Italian writer (1921–2021)

Luisa Adorno, pseudonym of Mila Curradi (2 August 1921 – 12 July 2021) was an Italian writer and teacher.

==Biography==
Adorno spent her career as a secondary school teacher. She collaborated with the magazines Il Mondo, Paragone, L'Indice dei libri del mese, Abitare, and Italianieuropei. In 2005, she was a judge for the Premio Brancati.

In 1963, Adorno was awarded the Premio Alpi Apuane. In 1985, she was given the Premio Prato-Europa and the Premio nazionale letterario Pisa for Le dorate stanze.[3 Italian] In 1990, she won the Viareggio Prize for Arco di luminara. In 1999, a collection of her works was housed in the Archivio di Stato di Firenze, where it remains to this day. That same year, she was awarded the Premio Vittorini for Sebben che siamo donne. In 2001, she became a Grand Officer of the Order of Merit of the Italian Republic.

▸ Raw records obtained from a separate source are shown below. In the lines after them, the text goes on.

//! Executor trait and the validated lifecycle contract.
//!
//! Concrete executors implement [`Executor`] and override the operations their
//! backend supports. Callers go through [`ExecutorContract`], which checks each
//! configuration against the operation's schema before the executor sees it.

use async_trait::async_trait;
use serde_json::Value;
use std::collections::BTreeMap;
use std::sync::Arc;
use tracing::debug;

use crate::config::ExecutorConfig;
use crate::error::{Error, Result};
use crate::schema::{ConfigValidator, Operation, SchemaRegistry};

/// Executor metrics keyed by name.
pub type Stats = BTreeMap<String, Value>;

/// Extension points of a build executor.
///
/// Mandatory operations fail with [`Error::NotImplemented`] unless overridden.
/// Optional hooks succeed with `Value::Null`.
#[async_trait]
pub trait Executor: Send + Sync {
    // Build lifecycle

    /// Start a new build.
    async fn start(&self, _config: ExecutorConfig) -> Result<Value> {
        Err(Error::NotImplemented)
    }

    /// Stop a running or finished build.
    async fn stop(&self, _config: ExecutorConfig) -> Result<Value> {
        Err(Error::NotImplemented)
    }

    /// Get the status of a build.
    async fn status(&self, _config: ExecutorConfig) -> Result<Value> {
        Err(Error::NotImplemented)
    }

    /// Check a build for problems. `Value::Null` means nothing was found.
    async fn verify(&self, _config: ExecutorConfig) -> Result<Value> {
        Ok(Value::Null)
    }

    // Periodic builds

    /// Schedule periodic builds for a job.
    async fn start_periodic(&self, _config: ExecutorConfig) -> Result<Value> {
        Err(Error::NotImplemented)
    }

    /// Remove the periodic schedule of a job.
    async fn stop_periodic(&self, _config: ExecutorConfig) -> Result<Value> {
        Err(Error::NotImplemented)
    }

    // Frozen builds

    /// Hold a build until its freeze window ends.
    async fn start_frozen(&self, _config: ExecutorConfig) -> Result<Value> {
        Err(Error::NotImplemented)
    }

    /// Drop a frozen build for a job.
    async fn stop_frozen(&self, _config: ExecutorConfig) -> Result<Value> {
        Err(Error::NotImplemented)
    }

    /// Let a build run despite an active freeze window.
    async fn skip_frozen(&self, _config: ExecutorConfig) -> Result<Value> {
        Ok(Value::Null)
    }

    // Timers

    /// Start tracking the run time of a build.
    async fn start_timer(&self, _config: ExecutorConfig) -> Result<Value> {
        Ok(Value::Null)
    }

    /// Stop tracking the run time of a build.
    async fn stop_timer(&self, _config: ExecutorConfig) -> Result<Value> {
        Ok(Value::Null)
    }

    /// Release resources held by the executor.
    async fn clean_up(&self) -> Result<Value> {
        Ok(Value::Null)
    }

    fn stats(&self) -> Stats {
        Stats::new()
    }
}

macro_rules! forward_executor {
    ($ty:ty) => {
        #[async_trait]
        impl<E: Executor + ?Sized> Executor for $ty {
            async fn start(&self, config: ExecutorConfig) -> Result<Value> {
                (**self).start(config).await
            }

            async fn stop(&self, config: ExecutorConfig) -> Result<Value> {
                (**self).stop(config).await
            }

            async fn status(&self, config: ExecutorConfig) -> Result<Value> {
                (**self).status(config).await
            }

            async fn verify(&self, config: ExecutorConfig) -> Result<Value> {
                (**self).verify(config).await
            }

            async fn start_periodic(&self, config: ExecutorConfig) -> Result<Value> {
                (**self).start_periodic(config).await
            }

            async fn stop_periodic(&self, config: ExecutorConfig) -> Result<Value> {
                (**self).stop_periodic(config).await
            }

            async fn start_frozen(&self, config: ExecutorConfig) -> Result<Value> {
                (**self).start_frozen(config).await
            }

            async fn stop_frozen(&self, config: ExecutorConfig) -> Result<Value> {
                (**self).stop_frozen(config).await
            }

            async fn skip_frozen(&self, config: ExecutorConfig) -> Result<Value> {
                (**self).skip_frozen(config).await
            }

            async fn start_timer(&self, config: ExecutorConfig) -> Result<Value> {
                (**self).start_timer(config).await
            }

            async fn stop_timer(&self, config: ExecutorConfig) -> Result<Value> {
                (**self).stop_timer(config).await
            }

            async fn clean_up(&self) -> Result<Value> {
                (**self).clean_up().await
            }

            fn stats(&self) -> Stats {
                (**self).stats()
            }
        }
    };
}

forward_executor!(Arc<E>);
forward_executor!(Box<E>);

/// Validated entry point to an executor.
///
/// Every configuration is checked against the schema of its operation; an
/// invalid configuration never reaches the executor.
pub struct ExecutorContract<E> {
    executor: E,
    validator: Arc<dyn ConfigValidator>,
}

impl<E: Executor> ExecutorContract<E> {
    /// Wrap an executor using the built-in schemas.
    pub fn new(executor: E) -> Self {
        Self::with_validator(executor, SchemaRegistry::builtin())
    }

    pub fn with_validator(executor: E, validator: impl ConfigValidator + 'static) -> Self {
        Self {
            executor,
            validator: Arc::new(validator),
        }
    }

    pub fn executor(&self) -> &E {
        &self.executor
    }

    fn validated(&self, operation: Operation, config: Value) -> Result<ExecutorConfig> {
        let config = self.validator.validate(operation, config)?;
        let config = ExecutorConfig::from_value(config)?;
        debug!(
            operation = %operation,
            build_id = ?config.build_id_string(),
            "Configuration validated"
        );
        Ok(config)
    }

    /// Start a new build.
    pub async fn start(&self, config: Value) -> Result<Value> {
        let config = self.validated(Operation::Start, config)?;
        self.executor.start(config).await
    }

    /// Stop a running or finished build.
    pub async fn stop(&self, config: Value) -> Result<Value> {
        let config = self.validated(Operation::Stop, config)?;
        self.executor.stop(config).await
    }

    /// Get the status of a build.
    pub async fn status(&self, config: Value) -> Result<Value> {
        let config = self.validated(Operation::Status, config)?;
        self.executor.status(config).await
    }

    /// Verify a build.
    pub async fn verify(&self, config: Value) -> Result<Value> {
        let config = self.validated(Operation::Verify, config)?;
        self.executor.verify(config).await
    }

    /// Schedule periodic builds for a job.
    pub async fn start_periodic(&self, config: Value) -> Result<Value> {
        let config = self.validated(Operation::StartPeriodic, config)?;
        self.executor.start_periodic(config).await
    }

    /// Remove the periodic schedule of a job.
    pub async fn stop_periodic(&self, config: Value) -> Result<Value> {
        let config = self.validated(Operation::StopPeriodic, config)?;
        self.executor.stop_periodic(config).await
    }

    /// Hold a build until its freeze window ends.
    pub async fn start_frozen(&self, config: Value) -> Result<Value> {
        let config = self.validated(Operation::StartFrozen, config)?;
        self.executor.start_frozen(config).await
    }

    /// Drop a frozen build for a job.
    pub async fn stop_frozen(&self, config: Value) -> Result<Value> {
        let config = self.validated(Operation::StopFrozen, config)?;
        self.executor.stop_frozen(config).await
    }

    /// Let a build run despite an active freeze window.
    pub async fn skip_frozen(&self, config: Value) -> Result<Value> {
        let config = ExecutorConfig::from_value(config)?;
        self.executor.skip_frozen(config).await
    }

    /// Start tracking the run time of a build.
    pub async fn start_timer(&self, config: Value) -> Result<Value> {
        let config = ExecutorConfig::from_value(config)?;
        self.executor.start_timer(config).await
    }

    /// Stop tracking the run time of a build.
    pub async fn stop_timer(&self, config: Value) -> Result<Value> {
        let config = ExecutorConfig::from_value(config)?;
        self.executor.stop_timer(config).await
    }

    /// Release resources held by the executor.
    pub async fn clean_up(&self) -> Result<Value> {
        self.executor.clean_up().await
    }

    /// Statistics on the executor.
    pub fn stats(&self) -> Stats {
        self.executor.stats()
    }
}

Luisa Adorno died in Rome on 12 July 2021 at the age of 99.

==Distinctions==
- Grand Officer of the Order of Merit of the Italian Republic (2001)

==Works==
- L'ultima provincia (1983)
- Le dorate stanze (1985)
- Arco di luminara (1990)
- La libertà ha un cappello a cilindro (1993)
- Come a un ballo in maschera (1995)
- Sebben che siamo donne (1999)
- Foglia d'acero (2001)
- Tutti qui con me (2008)
- Italia mia (2010)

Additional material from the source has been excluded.